Dom Paulo Evaristo Arns, preocupado com a possível aprovação da lei capital, está cogitando de um movimento que se oponha à ideia fixa do deputado Amaral Netto. Se esse movimento vai ter nome, vai aqui uma sugestão: Mota Coqueiro. Trata-se do réu que em 1855 foi enforcado em Macaé, no estado do Rio. Mas é também o nome do personagem de José do Patrocínio, na história que escreveu a propósito do episódio.
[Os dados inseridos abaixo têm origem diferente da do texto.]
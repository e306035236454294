//! Per-author bibliometric statistics derived from publications

use std::collections::HashMap;

use serde::{Deserialize, Serialize};

use crate::data::{AuthorStats, Publication};

/// Bibliometric column used to rank authors
#[derive(Debug, Clone, Copy, PartialEq, Eq, Serialize, Deserialize, clap::ValueEnum)]
#[serde(rename_all = "snake_case")]
pub enum AuthorRanking {
    TotalCitations,
    PublicationCount,
    HIndex,
}

/// Largest h such that h of the given citation counts are each at least h
pub fn h_index(citations: &[u64]) -> u64 {
    let mut sorted = citations.to_vec();
    sorted.sort_unstable_by(|a, b| b.cmp(a));

    sorted
        .iter()
        .enumerate()
        .take_while(|&(rank, &count)| count >= rank as u64 + 1)
        .count() as u64
}

/// Aggregate publication, citation and h-index figures per normalized author.
///
/// Single-author publications count here even though they never reach the
/// co-authorship graph. Rows are ordered by total citations, highest first.
pub fn calculate_author_stats(publications: &[Publication]) -> Vec<AuthorStats> {
    let mut citations_by_author: HashMap<String, Vec<u64>> = HashMap::new();

    for publication in publications {
        for author in publication.normalized_authors() {
            citations_by_author
                .entry(author)
                .or_default()
                .push(publication.citation_count);
        }
    }

    let mut stats: Vec<AuthorStats> = citations_by_author
        .into_iter()
        .map(|(author_id, citations)| {
            let publication_count = citations.len() as u64;
            let total_citations: u64 = citations.iter().sum();
            AuthorStats {
                author_id,
                publication_count,
                total_citations,
                avg_citations_per_paper: total_citations as f64 / publication_count as f64,
                h_index_approx: h_index(&citations),
            }
        })
        .collect();

    stats.sort_by(|a, b| {
        b.total_citations
            .cmp(&a.total_citations)
            .then_with(|| a.author_id.cmp(&b.author_id))
    });

    log::info!("Computed bibliometric statistics for {} authors", stats.len());

    stats
}

/// Highest `n` authors by the chosen column, ties broken by author id
pub fn top_authors(stats: &[AuthorStats], n: usize, by: AuthorRanking) -> Vec<&AuthorStats> {
    let key = |s: &AuthorStats| match by {
        AuthorRanking::TotalCitations => s.total_citations,
        AuthorRanking::PublicationCount => s.publication_count,
        AuthorRanking::HIndex => s.h_index_approx,
    };

    let mut ranked: Vec<&AuthorStats> = stats.iter().collect();
    ranked.sort_by(|a, b| key(b).cmp(&key(a)).then_with(|| a.author_id.cmp(&b.author_id)));
    ranked.truncate(n);
    ranked
}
Empenhado no combate à pena de morte, o tribuno abolicionista decretou a morte da pena, tal a repercussão do seu livro, publicado em 1877. Seis anos depois, em 1883, morreu o último carrasco, de nome Fortunato. O lugar ficou vago e foi esta a única sinecura que nenhum brasileiro quis postular. Os jornais sugeriram a dom Pedro 2º que não preenchesse a função. O imperador não disse que sim, mas de fato não nomeou substituto para o anjo da morte.

É possível que o fogoso José do Patrocínio tenha posto um pouco de fantasia no romance que escreveu. Mas existiu na vida real esse infortunado Manuel da Mota Coqueiro. Passou o tempo e, 22 anos depois da execução, apareceu em Campos o verdadeiro autor do crime hediondo. Foi em Campos, aliás, que subiu à forca o último condenado, em 1876, 13 anos antes da proclamação da República e da abolição da pena capital.

Há outros casos de grosseiros erros judiciais, como o do escravo cego Domingos Moçambique. O verdadeiro assassino apareceu anos depois. Supremo requinte, confessou que tinha comparecido à execução de Moçambique. A pena capital recaía de preferência sobre os escravos, cujo preço era ínfimo na bolsa da vida. As execuções no estado do Rio se explicam pela presença maciça do trabalho escravo na lavoura. Aliás, o negro Patrocínio era natural de Campos.

A pena capital causava tal repugnância que às vezes não se achava alguém disposto a fazer o papel de carrasco. Ainda em Campos, como em Barra Mansa, a execução chegou a ser feita por outro réu, também escravo, compulsoriamente convocado para a função. Pena de morte e escravatura andavam de mãos dadas. Quem sabe alguém se lembra agora de proclamar a escravidão, como diria o Stanislaw Ponte Preta. Assim se completa essa sinistra volta ao passado, que vem a calhar na hora da visita do casal Mandela.